Excerpted data
★ ★ ★

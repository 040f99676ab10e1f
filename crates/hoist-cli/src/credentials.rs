//! Jira account credentials, read once from the environment.

use base64::Engine as _;
use base64::engine::general_purpose::STANDARD;
use hoist_core::error::PreconditionError;
use std::fmt;

pub const EMAIL_VAR: &str = "JIRA_EMAIL";
pub const TOKEN_VAR: &str = "JIRA_API_TOKEN";

/// Account email plus API token used for basic auth.
#[derive(Clone, PartialEq, Eq)]
pub struct Credentials {
    email: String,
    token: String,
}

impl fmt::Debug for Credentials {
    fn fmt(&self, f: &mut fmt::Formatter<'_>) -> fmt::Result {
        f.debug_struct("Credentials")
            .field("email", &self.email)
            .field("token", &"<redacted>")
            .finish()
    }
}

impl Credentials {
    #[cfg(test)]
    pub fn new(email: impl Into<String>, token: impl Into<String>) -> Self {
        Self {
            email: email.into(),
            token: token.into(),
        }
    }

    /// Read `JIRA_EMAIL` and `JIRA_API_TOKEN`.
    ///
    /// # Errors
    ///
    /// Returns [`PreconditionError::MissingCredentials`] naming every
    /// variable that is unset or blank.
    pub fn from_env() -> Result<Self, PreconditionError> {
        Self::from_lookup(|name| std::env::var(name).ok())
    }

    fn from_lookup(lookup: impl Fn(&str) -> Option<String>) -> Result<Self, PreconditionError> {
        let read = |name: &str| lookup(name).filter(|value| !value.trim().is_empty());
        let email = read(EMAIL_VAR);
        let token = read(TOKEN_VAR);

        match (email, token) {
            (Some(email), Some(token)) => Ok(Self { email, token }),
            (email, token) => {
                let mut missing = Vec::new();
                if email.is_none() {
                    missing.push(EMAIL_VAR);
                }
                if token.is_none() {
                    missing.push(TOKEN_VAR);
                }
                Err(PreconditionError::MissingCredentials { missing })
            }
        }
    }

    pub fn email(&self) -> &str {
        &self.email
    }

    /// Value for the `Authorization` header.
    pub fn basic_auth_header(&self) -> String {
        let raw = format!("{}:{}", self.email, self.token);
        format!("Basic {}", STANDARD.encode(raw))
    }
}

/// Shell snippet printed when credentials are missing.
pub fn setup_instructions() -> String {
    format!(
        "  export {EMAIL_VAR}='your-email@example.com'\n  export {TOKEN_VAR}='your-api-token'"
    )
}
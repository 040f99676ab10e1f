pub mod import;
pub mod validate;

use hoist_core::config::ConfigError;
use hoist_core::error::{ErrorCode, PreconditionError};
use hoist_core::{Catalog, CatalogError};
use std::fmt;
use std::path::Path;

/// An input file failed to load. Carries the code the operator sees.
#[derive(Debug)]
pub struct InputError {
    code: ErrorCode,
    source: anyhow::Error,
}

impl InputError {
    pub const fn new(code: ErrorCode, source: anyhow::Error) -> Self {
        Self { code, source }
    }

    pub const fn code(&self) -> ErrorCode {
        self.code
    }
}

impl fmt::Display for InputError {
    fn fmt(&self, f: &mut fmt::Formatter<'_>) -> fmt::Result {
        write!(f, "{:#}", self.source)
    }
}

impl std::error::Error for InputError {}

/// Load and validate a catalog, tagging failures with their code.
pub fn load_catalog(path: &Path) -> Result<Catalog, InputError> {
    hoist_core::model::catalog::load_catalog(path).map_err(|err| {
        let code = err
            .downcast_ref::<CatalogError>()
            .map_or(ErrorCode::CatalogUnreadable, CatalogError::code);
        InputError::new(code, err)
    })
}

/// Pick the operator-facing code for a fatal command error.
pub fn error_code(err: &anyhow::Error) -> ErrorCode {
    if let Some(input) = err.downcast_ref::<InputError>() {
        return input.code();
    }
    if let Some(precondition) = err.downcast_ref::<PreconditionError>() {
        return precondition.code();
    }
    if let Some(config) = err.downcast_ref::<ConfigError>() {
        return config.code();
    }
    if let Some(catalog) = err.downcast_ref::<CatalogError>() {
        return catalog.code();
    }
    ErrorCode::InternalUnexpected
}

#[cfg(test)]
mod tests {
    use super::*;
    use std::fs;
    use tempfile::TempDir;

    #[test]
    fn invalid_entry_is_catalog_invalid() {
        let dir = TempDir::new().expect("tempdir");
        let path = dir.path().join("catalog.toml");
        fs::write(&path, "[[epics]]\ntitle = \"A\"\nsummary = \"  \"\n").expect("write");

        let err = load_catalog(&path).expect_err("empty summary");
        assert_eq!(err.code(), ErrorCode::CatalogInvalid);
    }

    #[test]
    fn missing_file_is_catalog_unreadable() {
        let dir = TempDir::new().expect("tempdir");
        let err = load_catalog(&dir.path().join("nope.json")).expect_err("missing");
        assert_eq!(err.code(), ErrorCode::CatalogUnreadable);
        assert!(err.to_string().contains("nope.json"));
    }

    #[test]
    fn error_code_sees_through_context() {
        use anyhow::Context as _;

        let err: anyhow::Error = Err::<(), _>(ConfigError::Missing { field: "project_key" })
            .context("resolving import target")
            .expect_err("error");
        assert_eq!(error_code(&err), ErrorCode::ConfigIncomplete);

        let err = anyhow::Error::new(PreconditionError::MissingCredentials {
            missing: vec!["JIRA_EMAIL"],
        });
        assert_eq!(error_code(&err), ErrorCode::MissingCredentials);

        assert_eq!(
            error_code(&anyhow::anyhow!("boom")),
            ErrorCode::InternalUnexpected
        );
    }
}
use crate::error::ErrorCode;
use crate::pacing::{BackoffPacing, FixedPacing};
use anyhow::{Context, Result};
use serde::{Deserialize, Serialize};
use std::path::Path;
use std::time::Duration;

/// Config file looked up in the working directory when none is given.
pub const DEFAULT_CONFIG_FILE: &str = "hoist.toml";

/// Project settings as written in `hoist.toml`. Every field may also come
/// from the command line, so nothing is required at this stage.
#[derive(Debug, Clone, PartialEq, Eq, Serialize, Deserialize)]
pub struct ProjectConfig {
    #[serde(default)]
    pub base_url: Option<String>,
    #[serde(default)]
    pub project_key: Option<String>,
    #[serde(default)]
    pub epic_type_id: Option<String>,
    #[serde(default)]
    pub story_type_id: Option<String>,
    /// Custom field that stores story points, e.g. `customfield_10016`.
    #[serde(default)]
    pub points_field: Option<String>,
    #[serde(default = "default_timeout_secs")]
    pub timeout_secs: u64,
    #[serde(default)]
    pub pacing: PacingConfig,
}

impl Default for ProjectConfig {
    fn default() -> Self {
        Self {
            base_url: None,
            project_key: None,
            epic_type_id: None,
            story_type_id: None,
            points_field: None,
            timeout_secs: default_timeout_secs(),
            pacing: PacingConfig::default(),
        }
    }
}

#[derive(Debug, Clone, Copy, PartialEq, Eq, Serialize, Deserialize)]
pub struct PacingConfig {
    #[serde(default = "default_between_children_ms")]
    pub between_children_ms: u64,
    #[serde(default = "default_between_parents_ms")]
    pub between_parents_ms: u64,
    #[serde(default)]
    pub max_retries: u32,
    #[serde(default = "default_backoff_base_ms")]
    pub backoff_base_ms: u64,
    #[serde(default = "default_backoff_max_ms")]
    pub backoff_max_ms: u64,
}

impl Default for PacingConfig {
    fn default() -> Self {
        Self {
            between_children_ms: default_between_children_ms(),
            between_parents_ms: default_between_parents_ms(),
            max_retries: 0,
            backoff_base_ms: default_backoff_base_ms(),
            backoff_max_ms: default_backoff_max_ms(),
        }
    }
}

impl PacingConfig {
    /// Build the pacing policy. With `max_retries = 0` it behaves exactly
    /// like [`FixedPacing`].
    #[must_use]
    pub const fn to_policy(&self) -> BackoffPacing {
        let steps = FixedPacing::new(
            Duration::from_millis(self.between_children_ms),
            Duration::from_millis(self.between_parents_ms),
        );
        BackoffPacing::new(steps, self.max_retries).with_backoff(
            Duration::from_millis(self.backoff_base_ms),
            Duration::from_millis(self.backoff_max_ms),
        )
    }
}

/// Values supplied on the command line; `Some` wins over the file.
#[derive(Debug, Clone, Default, PartialEq, Eq)]
pub struct ConfigOverrides {
    pub base_url: Option<String>,
    pub project_key: Option<String>,
    pub epic_type_id: Option<String>,
    pub story_type_id: Option<String>,
    pub points_field: Option<String>,
    pub max_retries: Option<u32>,
    pub no_pacing: bool,
}

impl ProjectConfig {
    pub fn apply_overrides(&mut self, overrides: ConfigOverrides) {
        fn take(slot: &mut Option<String>, value: Option<String>) {
            if value.is_some() {
                *slot = value;
            }
        }

        take(&mut self.base_url, overrides.base_url);
        take(&mut self.project_key, overrides.project_key);
        take(&mut self.epic_type_id, overrides.epic_type_id);
        take(&mut self.story_type_id, overrides.story_type_id);
        take(&mut self.points_field, overrides.points_field);

        if let Some(retries) = overrides.max_retries {
            self.pacing.max_retries = retries;
        }
        if overrides.no_pacing {
            self.pacing.between_children_ms = 0;
            self.pacing.between_parents_ms = 0;
        }
    }

    /// Check that every setting a run needs is present.
    ///
    /// # Errors
    ///
    /// Returns [`ConfigError`] naming the first missing or malformed field.
    pub fn resolve(&self) -> Result<ImportTarget, ConfigError> {
        let base_url = required(self.base_url.as_ref(), "base_url")?;
        if !(base_url.starts_with("https://") || base_url.starts_with("http://")) {
            return Err(ConfigError::InvalidBaseUrl { value: base_url });
        }

        Ok(ImportTarget {
            base_url: base_url.trim_end_matches('/').to_string(),
            project_key: required(self.project_key.as_ref(), "project_key")?,
            epic_type_id: required(self.epic_type_id.as_ref(), "epic_type_id")?,
            story_type_id: required(self.story_type_id.as_ref(), "story_type_id")?,
            points_field: self
                .points_field
                .as_deref()
                .map(str::trim)
                .filter(|field| !field.is_empty())
                .map(ToOwned::to_owned),
            timeout: Duration::from_secs(self.timeout_secs.max(1)),
        })
    }
}

fn required(value: Option<&String>, field: &'static str) -> Result<String, ConfigError> {
    value
        .map(|v| v.trim())
        .filter(|v| !v.is_empty())
        .map(ToOwned::to_owned)
        .ok_or(ConfigError::Missing { field })
}

/// Fully resolved destination of an import run.
#[derive(Debug, Clone, PartialEq, Eq)]
pub struct ImportTarget {
    pub base_url: String,
    pub project_key: String,
    pub epic_type_id: String,
    pub story_type_id: String,
    pub points_field: Option<String>,
    pub timeout: Duration,
}

impl ImportTarget {
    /// Board page for the target project.
    #[must_use]
    pub fn board_url(&self) -> String {
        format!(
            "{}/jira/software/projects/{}/boards",
            self.base_url, self.project_key
        )
    }
}

#[derive(Debug, Clone, PartialEq, Eq, thiserror::Error)]
pub enum ConfigError {
    #[error("missing required setting `{field}`")]
    Missing { field: &'static str },

    #[error("base_url must start with http:// or https://, got `{value}`")]
    InvalidBaseUrl { value: String },
}

impl ConfigError {
    #[must_use]
    pub const fn code(&self) -> ErrorCode {
        ErrorCode::ConfigIncomplete
    }
}

/// Load `hoist.toml`.
///
/// An explicit `path` must exist. Without one, `DEFAULT_CONFIG_FILE` in
/// `project_root` is used when present and defaults otherwise.
///
/// # Errors
///
/// Fails when the file cannot be read or parsed.
pub fn load_project_config(path: Option<&Path>, project_root: &Path) -> Result<ProjectConfig> {
    let path = match path {
        Some(path) => path.to_path_buf(),
        None => {
            let default = project_root.join(DEFAULT_CONFIG_FILE);
            if !default.exists() {
                return Ok(ProjectConfig::default());
            }
            default
        }
    };

    let content = std::fs::read_to_string(&path)
        .with_context(|| format!("Failed to read {}", path.display()))?;

    toml::from_str::<ProjectConfig>(&content)
        .with_context(|| format!("Failed to parse {}", path.display()))
}

const fn default_timeout_secs() -> u64 {
    30
}

const fn default_between_children_ms() -> u64 {
    200
}

const fn default_between_parents_ms() -> u64 {
    500
}

const fn default_backoff_base_ms() -> u64 {
    1_000
}

const fn default_backoff_max_ms() -> u64 {
    30_000
}
use hoist_core::pacing::FixedPacing;
use hoist_core::{Catalog, ImportReport, ItemLevel, ParentItemSpec, run_import};
use proptest::prelude::*;

use fakes::{FakeTracker, story};

/// A catalog plus the summaries the tracker will reject.
fn arb_scenario() -> impl Strategy<Value = (Catalog, Vec<String>)> {
    let child = (0_u32..13, any::<bool>());
    let parent = (any::<bool>(), prop::collection::vec(child, 0..6));

    prop::collection::vec(parent, 0..8).prop_map(|parents| {
        let mut failing = Vec::new();
        let items = parents
            .into_iter()
            .enumerate()
            .map(|(p, (parent_fails, children))| {
                let summary = format!("epic-{p}");
                if parent_fails {
                    failing.push(summary.clone());
                }
                let mut spec = ParentItemSpec::new(format!("Epic {p}"), summary);
                spec.children = children
                    .into_iter()
                    .enumerate()
                    .map(|(c, (weight, child_fails))| {
                        let summary = format!("story-{p}-{c}");
                        if child_fails {
                            failing.push(summary.clone());
                        }
                        story(&summary, weight)
                    })
                    .collect();
                spec
            })
            .collect();

        (Catalog::new(items).expect("generated catalog is valid"), failing)
    })
}

fn run(catalog: &Catalog, failing: &[String]) -> (ImportReport, FakeTracker) {
    let refs: Vec<&str> = failing.iter().map(String::as_str).collect();
    let mut tracker = FakeTracker::failing(&refs);
    let report = run_import(catalog, &mut tracker, FixedPacing::none());
    (report, tracker)
}

proptest! {
    #![proptest_config(proptest::test_runner::Config::with_cases(512))]

    #[test]
    fn child_calls_match_children_of_created_parents((catalog, failing) in arb_scenario()) {
        let (report, tracker) = run(&catalog, &failing);

        let expected: usize = catalog
            .items()
            .iter()
            .filter(|parent| !failing.contains(&parent.summary))
            .map(|parent| parent.children.len())
            .sum();
        prop_assert_eq!(tracker.child_calls.len(), expected);

        for parent in catalog.items().iter().filter(|p| failing.contains(&p.summary)) {
            for child in &parent.children {
                prop_assert!(!tracker.child_calls.iter().any(|(_, s)| s == &child.summary));
            }
        }
        prop_assert_eq!(report.parents.created, tracker.parent_calls.len() - report.parents.failed);
    }

    #[test]
    fn tallies_partition_the_catalog((catalog, failing) in arb_scenario()) {
        let (report, _) = run(&catalog, &failing);

        prop_assert_eq!(
            report.children.created + report.children.failed + report.children.skipped,
            catalog.child_count()
        );
        prop_assert_eq!(report.parents.created + report.parents.failed, catalog.parent_count());
        prop_assert_eq!(report.parents.skipped, 0);
        prop_assert_eq!(report.outcomes.len(), catalog.parent_count() + catalog.child_count());
    }

    #[test]
    fn points_count_only_created_children((catalog, failing) in arb_scenario()) {
        let (report, _) = run(&catalog, &failing);

        let expected: u64 = report
            .outcomes
            .iter()
            .filter(|o| o.level == ItemLevel::Child && o.result.is_created())
            .map(|o| u64::from(o.weight))
            .sum();
        prop_assert_eq!(report.points_created, expected);
        prop_assert!(report.points_created <= catalog.planned_points());
    }

    #[test]
    fn dropping_a_created_child_subtracts_its_weight((catalog, failing) in arb_scenario()) {
        let (report, _) = run(&catalog, &failing);

        let created_children: Vec<usize> = report
            .outcomes
            .iter()
            .enumerate()
            .filter(|(_, o)| o.level == ItemLevel::Child && o.result.is_created())
            .map(|(i, _)| i)
            .collect();

        for index in created_children {
            let weight = u64::from(report.outcomes[index].weight);
            let mut outcomes = report.outcomes.clone();
            outcomes.remove(index);
            let reduced = ImportReport::from_outcomes(outcomes);
            prop_assert_eq!(reduced.points_created + weight, report.points_created);
        }
    }

    #[test]
    fn skipped_children_belong_to_failed_parents((catalog, failing) in arb_scenario()) {
        let (report, _) = run(&catalog, &failing);

        for outcome in report.skipped_items() {
            prop_assert_eq!(outcome.level, ItemLevel::Child);
            prop_assert_eq!(outcome.attempts, 0);
            let parent = &catalog.items()[outcome.parent_index];
            prop_assert!(failing.contains(&parent.summary));
        }
        for outcome in report.failed_items().filter(|o| o.level == ItemLevel::Child) {
            let parent = &catalog.items()[outcome.parent_index];
            prop_assert!(!failing.contains(&parent.summary));
        }
    }
}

★ ★ ★

Return each line of the data that contains the string "ImportReport".

use hoist_core::{Catalog, ImportReport, ItemLevel, ParentItemSpec, run_import};
fn run(catalog: &Catalog, failing: &[String]) -> (ImportReport, FakeTracker) {
            let reduced = ImportReport::from_outcomes(outcomes);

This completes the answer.